Помню, два года назад время бежало быстро, не то что теперь, не успел я оглянуться, как промчалось лето. Это было два года назад, в 1855 году, а сейчас я для собственного удовольствия решил написать обо всем, что мне тогда выпало на долю, а может быть, и просто приснилось. Теперь уж позабылись многие подробности тех событий, я ведь о них почти и не вспоминал; помню только, что ночи были очень светлые. И многое казалось мне странно: в году, как всегда, двенадцать месяцев, а ночь обратилась в день, и хоть бы одна звезда на небе. И люди там тоже особенные, никогда еще мне такие не встречались; иной раз одна всего ночь — и вчерашний ребенок становится взрослым, разумным и прекрасным созданьем. И не то чтобы это колдовство, просто никогда еще мне такое не встречалось. О, никогда, никогда не встречалось.
В большом белом доме у самого моря судьба свела меня с человеком, на короткое время занявшим мои мысли. Теперь этот человек уже не стоит неотступно у меня в голове, так только, изредка вспомню, да нет, совсем позабыл; я вспоминаю, напротив, совсем другое: крик морских птиц, охоту в лесах, мои ночи, каждый горячий час лета. Да и свел-то нас с нею случай, и ведь не будь этого случая, я бы и дня о ней не думал.

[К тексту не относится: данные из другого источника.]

//! Todo Detail Page
//!
//! Shows a single record, from the list cache when it holds one.

use leptos::prelude::*;
use leptos::task::spawn_local;
use leptos_router::components::A;
use leptos_router::hooks::use_params_map;
use todo_api::{parse_id, Todo};
use tracing::debug;

use crate::actions;
use crate::context::use_app_context;
use crate::store::use_todo_store;

#[derive(Clone, Debug, PartialEq)]
enum DetailState {
    Loading,
    Found(Todo),
    NotFound,
    Failed,
}

#[component]
pub fn TodoDetail() -> impl IntoView {
    let ctx = use_app_context();
    let store = use_todo_store();
    let params = use_params_map();

    let (state, set_state) = signal(DetailState::Loading);

    // Reload whenever the :id segment changes
    let client = ctx.client;
    Effect::new(move |_| {
        let raw_id = params.with(|p| p.get("id")).unwrap_or_default();
        let client = client.clone();
        set_state.set(DetailState::Loading);

        spawn_local(async move {
            let next = match parse_id(&raw_id) {
                Err(e) => {
                    debug!(error = %e, "Bad todo id in route");
                    DetailState::NotFound
                }
                Ok(id) => match actions::fetch_todo(store, &client, id).await {
                    Ok(Some(todo)) => DetailState::Found(todo),
                    Ok(None) => DetailState::NotFound,
                    Err(_) => DetailState::Failed,
                },
            };
            // A newer :id may have been routed to while this one was in flight,
            // or the page may be gone entirely
            let Some(current_id) = params.try_with_untracked(|p| p.get("id")) else {
                return;
            };
            if is_current_request(current_id.as_deref(), &raw_id) {
                set_state.set(next);
            }
        });
    });

    view! {
        <div class="todo-detail">
            {move || match state.get() {
                DetailState::Loading => view! { <p class="status">"Loading todo..."</p> }.into_any(),
                DetailState::Failed => view! { <p class="status error">"Error loading todo"</p> }.into_any(),
                DetailState::NotFound => view! { <p class="status error">"Todo not found"</p> }.into_any(),
                DetailState::Found(todo) => {
                    let status = if todo.completed { "✅ Completed" } else { "❌ Not Completed" };
                    view! {
                        <div class="detail-card">
                            <h2>"Todo Detail"</h2>
                            <p><strong>"ID: "</strong>{todo.id}</p>
                            <p><strong>"Title: "</strong>{todo.title}</p>
                            <p><strong>"Status: "</strong>{status}</p>
                        </div>
                    }.into_any()
                }
            }}
            <p class="back-link">
                <A href="/">"← Back to list"</A>
            </p>
        </div>
    }
}

fn is_current_request(route_id: Option<&str>, requested: &str) -> bool {
    route_id.unwrap_or_default() == requested
}
//! UI Components
//!
//! Reusable Leptos components.

mod delete_confirm_button;
mod new_todo_form;
mod pager;
mod search_bar;
mod todo_row;

pub use delete_confirm_button::DeleteConfirmButton;
pub use new_todo_form::NewTodoForm;
pub use pager::Pager;
pub use search_bar::SearchBar;
pub use todo_row::TodoRow;
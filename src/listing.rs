//! Listing Utilities
//!
//! Search filtering and pagination for the list view.

use todo_api::Todo;

/// One page of the filtered list, with the page number already clamped
#[derive(Debug, Clone, PartialEq)]
pub struct Page {
    pub items: Vec<Todo>,
    /// 1-based
    pub page: usize,
    pub total_pages: usize,
    pub total_matches: usize,
}

impl Page {
    pub fn has_prev(&self) -> bool {
        self.page > 1
    }

    pub fn has_next(&self) -> bool {
        self.page < self.total_pages
    }
}

/// Case-insensitive substring match on the title
pub fn filter_todos<'a>(todos: &'a [Todo], query: &str) -> Vec<&'a Todo> {
    let needle = query.to_lowercase();
    todos
        .iter()
        .filter(|todo| todo.title.to_lowercase().contains(&needle))
        .collect()
}

/// Never less than 1, so an empty list still reads "1 / 1"
pub fn total_pages(count: usize, page_size: usize) -> usize {
    count.div_ceil(page_size.max(1)).max(1)
}

pub fn clamp_page(page: usize, total_pages: usize) -> usize {
    page.clamp(1, total_pages.max(1))
}

pub fn paginate(todos: &[Todo], query: &str, page: usize, page_size: usize) -> Page {
    let page_size = page_size.max(1);
    let matches = filter_todos(todos, query);
    let total_pages = total_pages(matches.len(), page_size);
    let page = clamp_page(page, total_pages);

    let items = matches
        .iter()
        .skip((page - 1) * page_size)
        .take(page_size)
        .map(|todo| (*todo).clone())
        .collect();

    Page {
        items,
        page,
        total_pages,
        total_matches: matches.len(),
    }
}
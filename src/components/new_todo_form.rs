//! New Todo Form Component
//!
//! Title input that creates a todo on the remote collection.

use leptos::prelude::*;
use leptos::task::spawn_local;

use crate::actions;
use crate::context::use_app_context;
use crate::store::use_todo_store;

/// Form for creating new todos
#[component]
pub fn NewTodoForm(set_error: WriteSignal<Option<String>>) -> impl IntoView {
    let ctx = use_app_context();
    let store = use_todo_store();

    let (new_title, set_new_title) = signal(String::new());
    let (pending, set_pending) = signal(false);

    let client = ctx.client;
    let create_todo = move |ev: web_sys::SubmitEvent| {
        ev.prevent_default();
        let title = new_title.get();
        if title.trim().is_empty() || pending.get() {
            return;
        }
        let client = client.clone();
        set_pending.set(true);

        spawn_local(async move {
            match actions::add_todo(store, &client, &title).await {
                Ok(_) => {
                    set_new_title.set(String::new());
                    set_error.set(None);
                }
                Err(e) => set_error.set(Some(format!("Could not add todo: {}", e))),
            }
            set_pending.set(false);
        });
    };

    view! {
        <form class="new-todo-form" on:submit=create_todo>
            <input
                type="text"
                placeholder="New todo title"
                prop:value=move || new_title.get()
                on:input=move |ev| set_new_title.set(event_target_value(&ev))
            />
            <button type="submit" class="add-btn" disabled=move || pending.get()>
                "Add"
            </button>
        </form>
    }
}
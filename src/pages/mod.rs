//! Routed Pages

mod not_found;
mod todo_detail;
mod todo_list;

pub use not_found::NotFound;
pub use todo_detail::TodoDetail;
pub use todo_list::TodoList;
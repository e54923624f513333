//! HTTP client for an external smart-order-router service.
//!
//! Pools are listed with `GET {url}/pools?tokenIn=..&tokenOut=..` and a route
//! is selected with `POST {url}/route`. Route selection itself happens on the
//! service side; this client only moves the data.

use crate::{RoutingError, RoutingOracleInterface};
use alloy::primitives::{Address, U256};
use async_trait::async_trait;
use relayer_types::{Pool, Route, RouteRequest};
use serde::{Deserialize, Serialize};
use std::time::Duration;
use tracing::debug;

/// Response of the pools endpoint.
#[derive(Debug, Deserialize)]
struct PoolsResponse {
	pools: Vec<Pool>,
}

/// Body of the route endpoint.
#[derive(Debug, Serialize)]
struct RouteQuery<'a> {
	pools: &'a [Pool],
	#[serde(flatten)]
	request: &'a RouteRequest,
}

/// Routing oracle reached over HTTP.
pub struct HttpRoutingOracle {
	client: reqwest::Client,
	base_url: String,
}

impl HttpRoutingOracle {
	pub fn new(base_url: impl Into<String>, timeout: Duration) -> Result<Self, RoutingError> {
		let client = reqwest::Client::builder()
			.timeout(timeout)
			.build()
			.map_err(|e| {
				RoutingError::Transient(format!("Failed to create HTTP client: {}", e))
			})?;

		Ok(Self {
			client,
			base_url: base_url.into().trim_end_matches('/').to_string(),
		})
	}

	fn endpoint(&self, path: &str) -> String {
		format!("{}/{}", self.base_url, path)
	}

	async fn read_json<T: serde::de::DeserializeOwned>(
		response: reqwest::Response,
	) -> Result<T, RoutingError> {
		if !response.status().is_success() {
			return Err(RoutingError::Transient(format!(
				"HTTP request failed with status: {}",
				response.status()
			)));
		}

		response.json().await.map_err(|e| {
			RoutingError::Transient(format!("Failed to parse JSON response: {}", e))
		})
	}
}

#[async_trait]
impl RoutingOracleInterface for HttpRoutingOracle {
	async fn pools_for_pair(
		&self,
		token_in: Address,
		token_out: Address,
	) -> Result<Vec<Pool>, RoutingError> {
		let response = self
			.client
			.get(self.endpoint("pools"))
			.query(&[
				("tokenIn", token_in.to_string()),
				("tokenOut", token_out.to_string()),
			])
			.send()
			.await
			.map_err(|e| RoutingError::Transient(format!("HTTP request failed: {}", e)))?;

		let body: PoolsResponse = Self::read_json(response).await?;
		debug!(%token_in, %token_out, pools = body.pools.len(), "Fetched pools");
		Ok(body.pools)
	}

	async fn best_route(
		&self,
		pools: &[Pool],
		request: &RouteRequest,
	) -> Result<Route, RoutingError> {
		let response = self
			.client
			.post(self.endpoint("route"))
			.json(&RouteQuery { pools, request })
			.send()
			.await
			.map_err(|e| RoutingError::Transient(format!("HTTP request failed: {}", e)))?;

		Self::read_json(response).await
	}

	fn expected_output(&self, route: &Route) -> Result<U256, RoutingError> {
		route_output(route)
	}
}

/// Sums the output of every swap in a route.
pub fn route_output(route: &Route) -> Result<U256, RoutingError> {
	route.swaps.iter().try_fold(U256::ZERO, |total, swap| {
		total
			.checked_add(swap.amount_out)
			.ok_or_else(|| RoutingError::Transient("Route output overflows".to_string()))
	})
}
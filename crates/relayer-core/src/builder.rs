//! Assembles an [`OrderExecutor`] from configuration and collaborators.

use crate::{CoreError, ExecutorSettings, OrderExecutor};
use relayer_config::Config;
use relayer_delivery::SettlementInterface;
use relayer_pricing::{FeePolicy, GasOracleInterface, GasPolicy};
use relayer_routing::{RouteFinder, RoutingOracleInterface};
use relayer_storage::SkipCache;
use std::sync::Arc;
use std::time::Duration;

// Builder wiring the pipeline's collaborators together
pub struct ExecutorBuilder {
	config: Config,
	routing_oracle: Option<Arc<dyn RoutingOracleInterface>>,
	gas_oracle: Option<Arc<dyn GasOracleInterface>>,
	settlement: Option<Arc<dyn SettlementInterface>>,
	skip_cache: Option<Arc<SkipCache>>,
}

impl ExecutorBuilder {
	pub fn new(config: Config) -> Self {
		Self {
			config,
			routing_oracle: None,
			gas_oracle: None,
			settlement: None,
			skip_cache: None,
		}
	}

	pub fn with_routing_oracle(mut self, oracle: Arc<dyn RoutingOracleInterface>) -> Self {
		self.routing_oracle = Some(oracle);
		self
	}

	/// Optional. Without a gas station the node's price is always used.
	pub fn with_gas_oracle(mut self, oracle: Arc<dyn GasOracleInterface>) -> Self {
		self.gas_oracle = Some(oracle);
		self
	}

	pub fn with_settlement(mut self, settlement: Arc<dyn SettlementInterface>) -> Self {
		self.settlement = Some(settlement);
		self
	}

	/// Optional. Defaults to an in-memory cache with the configured TTL.
	pub fn with_skip_cache(mut self, skip_cache: Arc<SkipCache>) -> Self {
		self.skip_cache = Some(skip_cache);
		self
	}

	pub fn build(self) -> Result<OrderExecutor, CoreError> {
		let network = self
			.config
			.active_network()
			.map_err(|e| CoreError::Config(e.to_string()))?;
		let handler = self
			.config
			.handler_address()
			.map_err(|e| CoreError::Config(e.to_string()))?;

		let settings = ExecutorSettings {
			handler,
			wrapped_native: network.wrapped_native,
			native_sentinel: network.native_sentinel,
			simulation: self.config.execution.simulation,
			gas_limit_margin: self.config.execution.gas_limit_margin,
			call_timeout: self.config.execution.call_timeout(),
		};

		let oracle = self
			.routing_oracle
			.ok_or_else(|| CoreError::Config("Routing oracle not provided".into()))?;
		let routes = RouteFinder::new(oracle)
			.with_max_pools(self.config.routing.max_pools)
			.with_max_hops(self.config.routing.max_hops)
			.with_timeout(
				Duration::from_millis(self.config.routing.timeout_ms).min(settings.call_timeout),
			);

		let gas = GasPolicy::new(
			self.gas_oracle,
			FeePolicy::new(self.config.gas.base_fee, self.config.gas.markup_bps),
		);

		let settlement = self
			.settlement
			.ok_or_else(|| CoreError::Config("Settlement not provided".into()))?;

		let skip = match self.skip_cache {
			Some(skip) => skip,
			None => Arc::new(SkipCache::in_memory().with_ttl(self.config.execution.skip_ttl())),
		};

		Ok(OrderExecutor::new(settings, routes, gas, settlement, skip))
	}
}

#[cfg(test)]
mod tests {
	use super::*;
	use alloy::primitives::{address, Address, Bytes, U256};
	use async_trait::async_trait;
	use relayer_config::{ConfigLoader, SimulationMode};
	use relayer_delivery::SettlementError;
	use relayer_routing::RoutingError;
	use relayer_types::{
		ExecutionParams, GasSettings, Order, Pool, Route, RouteRequest, TransactionHash,
	};

	const CONFIG: &str = r#"
[relayer]
name = "builder-test"
network = 4
private_key = "0x59c6995e998f97a5a0044966f0945389dc9e86dae88c7a8412f4603b6b78690d"

[networks.4]
rpc_url = "http://localhost:8545"
settlement_core = "0xd412054cca18a61278ced6f674a526a6940ebd84"
wrapped_native = "0xc778417e063141139fce010982780140aa0cd5ab"

[networks.4.handlers]
balancer = "0xc5e07fef737ba98521d915c75d42600a1b744cc4"

[routing]
url = "http://localhost:3000"

[execution]
simulation = "trusted"
gas_limit_margin = 60000
"#;

	struct NoOracle;

	#[async_trait]
	impl RoutingOracleInterface for NoOracle {
		async fn pools_for_pair(&self, _: Address, _: Address) -> Result<Vec<Pool>, RoutingError> {
			Ok(Vec::new())
		}

		async fn best_route(&self, _: &[Pool], _: &RouteRequest) -> Result<Route, RoutingError> {
			Ok(Route::default())
		}

		fn expected_output(&self, _: &Route) -> Result<U256, RoutingError> {
			Ok(U256::ZERO)
		}
	}

	struct NoSettlement;

	#[async_trait]
	impl SettlementInterface for NoSettlement {
		fn relayer_address(&self) -> Address {
			Address::ZERO
		}

		async fn estimate_gas(&self, _: &ExecutionParams) -> Result<u64, SettlementError> {
			Err(SettlementError::Rpc("unused".into()))
		}

		async fn simulate(&self, _: &ExecutionParams, _: GasSettings) -> Result<(), SettlementError> {
			Err(SettlementError::Rpc("unused".into()))
		}

		async fn submit(
			&self,
			_: &ExecutionParams,
			_: GasSettings,
		) -> Result<TransactionHash, SettlementError> {
			Err(SettlementError::Rpc("unused".into()))
		}

		async fn order_is_open(&self, _: &Order, _: &Bytes) -> Result<bool, SettlementError> {
			Ok(false)
		}

		async fn suggested_gas_price(&self) -> Result<U256, SettlementError> {
			Ok(U256::ZERO)
		}
	}

	#[test]
	fn test_build_from_config() {
		let config = ConfigLoader::new().parse(CONFIG).unwrap();
		let executor = ExecutorBuilder::new(config)
			.with_routing_oracle(Arc::new(NoOracle))
			.with_settlement(Arc::new(NoSettlement))
			.build()
			.unwrap();

		let settings = executor.settings();
		assert_eq!(
			settings.handler,
			address!("c5e07fef737ba98521d915c75d42600a1b744cc4")
		);
		assert_eq!(
			settings.wrapped_native,
			address!("c778417e063141139fce010982780140aa0cd5ab")
		);
		assert_eq!(settings.simulation, SimulationMode::Trusted);
		assert_eq!(settings.gas_limit_margin, 60_000);
	}

	#[test]
	fn test_build_requires_collaborators() {
		let config = ConfigLoader::new().parse(CONFIG).unwrap();
		let result = ExecutorBuilder::new(config)
			.with_settlement(Arc::new(NoSettlement))
			.build();
		assert!(matches!(result, Err(CoreError::Config(_))));
	}

	#[test]
	fn test_build_rejects_unknown_handler() {
		let mut config = ConfigLoader::new().parse(CONFIG).unwrap();
		config.relayer.handler = "uniswap".to_string();
		let result = ExecutorBuilder::new(config)
			.with_routing_oracle(Arc::new(NoOracle))
			.with_settlement(Arc::new(NoSettlement))
			.build();
		assert!(matches!(result, Err(CoreError::Config(_))));
	}
}
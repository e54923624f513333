//! Shared types for the order relayer.
//!
//! These types are used across all relayer crates: the order snapshot taken
//! from the registry, token identities, routing results, settlement call
//! parameters and transaction hashes.

pub mod delivery;
pub mod order;
pub mod routing;
pub mod token;

pub use delivery::*;
pub use order::*;
pub use routing::*;
pub use token::*;

/// Network identifier (EVM chain id).
pub type ChainId = u64;
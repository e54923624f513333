//! Skip cache for the order relayer.
//!
//! Remembers orders that were found structurally unfillable (no liquidity
//! path, malformed oracle result, degenerate pair) so the relayer stops
//! paying routing and gas-estimation costs for them. The store is injected
//! into the pipeline at construction, so tests can hand each case a fresh
//! one and inspect it afterwards.

use async_trait::async_trait;
use std::time::Duration;
use thiserror::Error;
use tokio::time::Instant;
use tracing::debug;

/// Re-export implementations
pub mod implementations {
	pub mod memory;
}

pub use implementations::memory::MemorySkipStore;

/// Errors that can occur during skip store operations.
#[derive(Debug, Error)]
pub enum StorageError {
	/// Error that occurs in the storage backend.
	#[error("Backend error: {0}")]
	Backend(String),
}

/// Trait defining the low-level interface for skip store backends.
///
/// Inserting the same id twice is harmless; the later expiry wins.
#[async_trait]
pub trait SkipStoreInterface: Send + Sync {
	/// Records an order id, optionally expiring at `expires_at`.
	async fn insert(&self, order_id: &str, expires_at: Option<Instant>)
		-> Result<(), StorageError>;

	/// Checks whether an unexpired entry exists for the order id.
	async fn contains(&self, order_id: &str) -> Result<bool, StorageError>;

	/// Forgets an order id.
	async fn remove(&self, order_id: &str) -> Result<(), StorageError>;

	/// Number of live entries.
	async fn len(&self) -> Result<usize, StorageError>;
}

/// Skip cache service used by the execution pipeline.
pub struct SkipCache {
	/// The underlying storage backend implementation.
	backend: Box<dyn SkipStoreInterface>,
	/// Lifetime of new entries. `None` keeps them until restart.
	ttl: Option<Duration>,
}

impl SkipCache {
	/// Creates a skip cache whose entries live for the process lifetime.
	pub fn new(backend: Box<dyn SkipStoreInterface>) -> Self {
		Self { backend, ttl: None }
	}

	/// In-memory skip cache.
	pub fn in_memory() -> Self {
		Self::new(Box::new(MemorySkipStore::new()))
	}

	pub fn with_ttl(mut self, ttl: Option<Duration>) -> Self {
		self.ttl = ttl;
		self
	}

	/// Marks an order as known unfillable.
	pub async fn mark(&self, order_id: &str) -> Result<(), StorageError> {
		let expires_at = self.ttl.map(|ttl| Instant::now() + ttl);
		debug!(order_id, ?expires_at, "Marking order as unfillable");
		self.backend.insert(order_id, expires_at).await
	}

	pub async fn is_marked(&self, order_id: &str) -> Result<bool, StorageError> {
		self.backend.contains(order_id).await
	}

	pub async fn unmark(&self, order_id: &str) -> Result<(), StorageError> {
		self.backend.remove(order_id).await
	}

	pub async fn len(&self) -> Result<usize, StorageError> {
		self.backend.len().await
	}
}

Из сторожки я видел сумятицу островков и шхер, кусочек моря, синие вершины, а за сторожкой лежал лес, бескрайний лес. Как я радовался запаху корней и листвы, запаху жирной сосновой смолы; только в лесу все во мне затихало, я чувствовал себя сильным, здоровым, и ничто не омрачало душу. Всякий день я шел в горы с Эзопом, и ничего-то мне больше не надо было — только вот так ходить в горы, хоть еще не сошел снег и местами чернела слякоть. Единственным товарищем моим был Эзоп; теперь у меня Кора, а тогда был Эзоп, мой пес, которого я потом застрелил.
Часто вечером, когда я подходил к своей сторожке, у меня уютно замирало сердце, пробирала радостная дрожь, и я говорил с Эзопом о том, как славно нам живется. «Ну вот, сейчас, мы разведем огонь и зажарим на очаге птицу, — говорил я ему, — что ты на это скажешь?» А когда мы отужинаем, Эзоп, бывало, забирался на свое место за очагом, а я зажигал трубку, и ложился на нары, и вслушивался в глухой шорох леса. Ветер дул в сторону нашего жилья, и я отчетливо слышал, как токуют тетерева далеко в горах. А то все было тихо.